This question deals with why the derivative of $f$ is not defined at discontinuities in $f$. I found the answers satisfactory.
My question deals with why the derivative is not defined at discontinuities in itself. Take the following piecewise function:
$$f(x) = \begin{cases} g_1(x) & x < 1 \\ g_2(x) & x \ge 1 \end{cases} = \begin{cases} x^2 & x < 1 \\ x & x \ge 1 \end{cases}$$
This function is continuous, but its derivative is not. The function $g_2(x)$ has a derivative at $x = 1$, yet continuously gluing it with $g_1(x)$ apparently removes this tangent. Why is $f'(1)$ undefined instead of $f'(1) = 1$?
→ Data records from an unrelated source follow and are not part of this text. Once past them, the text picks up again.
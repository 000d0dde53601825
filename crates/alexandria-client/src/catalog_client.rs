//! Catalog client trait and wire types.

use alexandria_core::{AlexandriaResult, AuthorKey, Interface};
use async_trait::async_trait;
use serde::{Deserialize, Serialize};
use serde_json::Value;

/// One author document from the catalog's search endpoint.
#[derive(Debug, Clone, Serialize, Deserialize)]
pub struct AuthorDoc {
    /// Upstream identifier; the catalog returns bare ids here
    /// (`OL23919A`) rather than the prefixed form.
    pub key: String,

    /// Display name, when the catalog supplies one.
    #[serde(default)]
    pub name: Option<String>,
}

/// One page of author search results.
#[derive(Debug, Clone, Serialize, Deserialize)]
pub struct AuthorSearchPage {
    /// Total number of matches reported by the catalog.
    #[serde(rename = "numFound", default)]
    pub num_found: i64,

    /// The documents on this page.
    #[serde(default)]
    pub docs: Vec<AuthorDoc>,
}

impl AuthorSearchPage {
    /// Returns true when the page carries no usable matches.
    #[must_use]
    pub fn is_empty(&self) -> bool {
        self.num_found == 0 || self.docs.is_empty()
    }
}

/// Read access to the upstream bibliographic catalog.
///
/// All operations return `Ok(None)` when the catalog has nothing for the
/// request (HTTP 404 or a literal `null` body) and an error only for
/// transport, protocol or decode failures.
#[async_trait]
pub trait CatalogClient: Interface + Send + Sync {
    /// Searches authors by free-text name.
    async fn search_authors(&self, name: &str) -> AlexandriaResult<Option<AuthorSearchPage>>;

    /// Fetches the works feed for an author.
    ///
    /// The feed is loosely structured, so it is surfaced as raw JSON and
    /// picked apart by the service layer.
    async fn author_works(&self, key: &AuthorKey) -> AlexandriaResult<Option<Value>>;

    /// Fetches the detail record for an author.
    async fn author_details(&self, key: &AuthorKey) -> AlexandriaResult<Option<Value>>;
}

#[cfg(test)]
mod tests {
    use super::*;

    #[test]
    fn test_search_page_deserializes_camel_case() {
        let page: AuthorSearchPage = serde_json::from_str(
            r#"{"numFound": 2, "docs": [{"key": "OL1A", "name": "A"}, {"key": "OL2A"}]}"#,
        )
        .unwrap();
        assert_eq!(page.num_found, 2);
        assert_eq!(page.docs.len(), 2);
        assert_eq!(page.docs[0].name.as_deref(), Some("A"));
        assert!(page.docs[1].name.is_none());
    }

    #[test]
    fn test_search_page_missing_fields_default() {
        let page: AuthorSearchPage = serde_json::from_str("{}").unwrap();
        assert_eq!(page.num_found, 0);
        assert!(page.docs.is_empty());
        assert!(page.is_empty());
    }

    #[test]
    fn test_search_page_zero_matches_is_empty() {
        let page: AuthorSearchPage =
            serde_json::from_str(r#"{"numFound": 0, "docs": []}"#).unwrap();
        assert!(page.is_empty());
    }

    #[test]
    fn test_search_page_with_docs_is_not_empty() {
        let page: AuthorSearchPage =
            serde_json::from_str(r#"{"numFound": 1, "docs": [{"key": "OL1A"}]}"#).unwrap();
        assert!(!page.is_empty());
    }
}
//! # Alexandria Server
//!
//! Main entry point for the Alexandria catalog lookup service.
//!
//! Serves the REST API over a SQLite-backed store, fetching from the
//! upstream OpenLibrary catalog on store misses.

use alexandria_config::{AppConfig, ConfigLoader, ObservabilityConfig};
use alexandria_core::{AlexandriaError, AlexandriaResult};
use alexandria_repository::create_pool;
use alexandria_rest::create_router;
use alexandria_server::{di, startup};
use tokio::signal;
use tracing::{error, info};

#[tokio::main]
async fn main() {
    // Configuration is loaded before the subscriber so the configured
    // log level and format are honored from the first event on.
    let config = match load_config().await {
        Ok(config) => config,
        Err(e) => {
            eprintln!("Failed to load configuration: {}", e);
            std::process::exit(1);
        }
    };

    init_logging(&config.observability);

    info!("Starting Alexandria Server...");
    info!("Version: {}", env!("CARGO_PKG_VERSION"));
    info!("Environment: {}", config.app.environment);

    if let Err(e) = run(config).await {
        error!("Application error: {}", e);
        std::process::exit(1);
    }
}

async fn load_config() -> AlexandriaResult<AppConfig> {
    let config_loader = ConfigLoader::from_default_location()?;
    Ok(config_loader.get().await)
}

async fn run(config: AppConfig) -> AlexandriaResult<()> {
    startup::print_banner();

    // Create database pool and bring the schema up to date
    let db_pool = create_pool(&config.database).await?;
    db_pool.run_migrations().await?;

    // Build DI module - centralized dependency injection
    let module = di::build_app_module(&db_pool, &config.catalog)?;

    // Create REST router
    let router = create_router(module.as_ref(), &config.server);

    let addr = config.server.addr();
    info!("Starting REST server on http://{}", addr);
    startup::print_startup_info(&config.server);

    let listener = tokio::net::TcpListener::bind(&addr)
        .await
        .map_err(|e| AlexandriaError::Internal(format!("Failed to bind {}: {}", addr, e)))?;

    axum::serve(listener, router)
        .with_graceful_shutdown(shutdown_signal())
        .await
        .map_err(|e| AlexandriaError::Internal(format!("REST server error: {}", e)))?;

    db_pool.close().await;
    info!("Server shutdown complete");
    Ok(())
}

fn init_logging(config: &ObservabilityConfig) {
    use tracing_subscriber::{layer::SubscriberExt, util::SubscriberInitExt, EnvFilter};

    let filter = EnvFilter::try_from_default_env().unwrap_or_else(|_| {
        EnvFilter::new(format!(
            "{},alexandria=debug,tower_http=debug",
            config.log_level
        ))
    });

    let registry = tracing_subscriber::registry().with(filter);

    if config.log_format == "json" {
        registry.with(tracing_subscriber::fmt::layer().json()).init();
    } else {
        registry
            .with(tracing_subscriber::fmt::layer().with_target(true))
            .init();
    }
}

async fn shutdown_signal() {
    let ctrl_c = async {
        signal::ctrl_c()
            .await
            .expect("failed to install Ctrl+C handler");
    };

    #[cfg(unix)]
    let terminate = async {
        signal::unix::signal(signal::unix::SignalKind::terminate())
            .expect("failed to install signal handler")
            .recv()
            .await;
    };

    #[cfg(not(unix))]
    let terminate = std::future::pending::<()>();

    tokio::select! {
        _ = ctrl_c => {
            info!("Received Ctrl+C, initiating graceful shutdown...");
        }
        _ = terminate => {
            info!("Received terminate signal, initiating graceful shutdown...");
        }
    }
}
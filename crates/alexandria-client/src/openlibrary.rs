//! OpenLibrary implementation of the catalog client.

use crate::catalog_client::{AuthorSearchPage, CatalogClient};
use alexandria_config::CatalogConfig;
use alexandria_core::{AlexandriaError, AlexandriaResult, AuthorKey};
use async_trait::async_trait;
use reqwest::{Client, StatusCode};
use serde::de::DeserializeOwned;
use serde_json::Value;
use shaku::Component;
use std::time::Duration;
use tracing::debug;

/// Upstream name used in error messages.
const SERVICE_NAME: &str = "openlibrary";

/// OpenLibrary catalog client.
///
/// Uses HTTP/1.1 with JSON over the public OpenLibrary REST API.
#[derive(Component)]
#[shaku(interface = CatalogClient)]
pub struct OpenLibraryClient {
    client: Client,
    base_url: String,
}

impl OpenLibraryClient {
    /// Creates a new OpenLibrary client from catalog configuration.
    pub fn new(config: &CatalogConfig) -> AlexandriaResult<Self> {
        let client = Client::builder()
            .timeout(config.request_timeout())
            .pool_max_idle_per_host(100)
            .pool_idle_timeout(Duration::from_secs(90))
            .build()
            .map_err(|e| {
                AlexandriaError::external_service(
                    SERVICE_NAME,
                    format!("Failed to create HTTP client: {}", e),
                )
            })?;

        Ok(Self::with_client(client, &config.base_url))
    }

    /// Creates an OpenLibrary client around a pre-built reqwest client.
    #[must_use]
    pub fn with_client(client: Client, base_url: &str) -> Self {
        Self {
            client,
            base_url: base_url.trim_end_matches('/').to_string(),
        }
    }

    /// Returns the underlying HTTP client.
    #[must_use]
    pub fn http_client(&self) -> &Client {
        &self.client
    }

    /// Returns the catalog base URL, without a trailing slash.
    #[must_use]
    pub fn base_url(&self) -> &str {
        &self.base_url
    }

    fn url(&self, path: &str) -> String {
        format!("{}{}", self.base_url, path)
    }

    /// Issues a GET and decodes the JSON body.
    ///
    /// HTTP 404 and a literal `null` body both mean "the catalog has
    /// nothing here" and come back as `Ok(None)`.
    async fn get_json<T: DeserializeOwned>(&self, path: &str) -> AlexandriaResult<Option<T>> {
        let url = self.url(path);
        debug!("GET {}", url);

        let response = self.client.get(&url).send().await.map_err(|e| {
            AlexandriaError::external_service(SERVICE_NAME, format!("Request failed: {}", e))
        })?;

        let status = response.status();
        if status == StatusCode::NOT_FOUND {
            return Ok(None);
        }
        if !status.is_success() {
            let body = response.text().await.unwrap_or_default();
            return Err(AlexandriaError::external_service(
                SERVICE_NAME,
                format!("HTTP {}: {}", status, body),
            ));
        }

        response.json::<Option<T>>().await.map_err(|e| {
            AlexandriaError::external_service(SERVICE_NAME, format!("Invalid JSON body: {}", e))
        })
    }
}

#[async_trait]
impl CatalogClient for OpenLibraryClient {
    async fn search_authors(&self, name: &str) -> AlexandriaResult<Option<AuthorSearchPage>> {
        debug!("Searching catalog authors: {:?}", name);

        // The catalog expects literal %20 escapes for spaces in the query.
        let query = name.replace(' ', "%20");
        self.get_json(&format!("/search/authors.json?q={}", query))
            .await
    }

    async fn author_works(&self, key: &AuthorKey) -> AlexandriaResult<Option<Value>> {
        debug!("Fetching catalog works feed for {}", key);
        self.get_json(&format!("{}/works.json", key.as_str())).await
    }

    async fn author_details(&self, key: &AuthorKey) -> AlexandriaResult<Option<Value>> {
        debug!("Fetching catalog author details for {}", key);
        self.get_json(&format!("{}.json", key.as_str())).await
    }
}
The derivative of f(x), at $x= x_0$ is defined as $\lim_{h\to 0}\frac{f(x_0+ h)- f(x_0)}{h}$. Obviously, the denominator of that fraction is going to 0. In order for the limit to exist, the numerator, $f(x_0+ h)- f(x_0)$ must also go to 0 which means that f must be continuous at $x= x_0$.
(f being continuous is a "necessary" but NOT "sufficient" condition for f having a derivative. f(x)= |x| is continuous at x= 0 but does not have a derivative there.)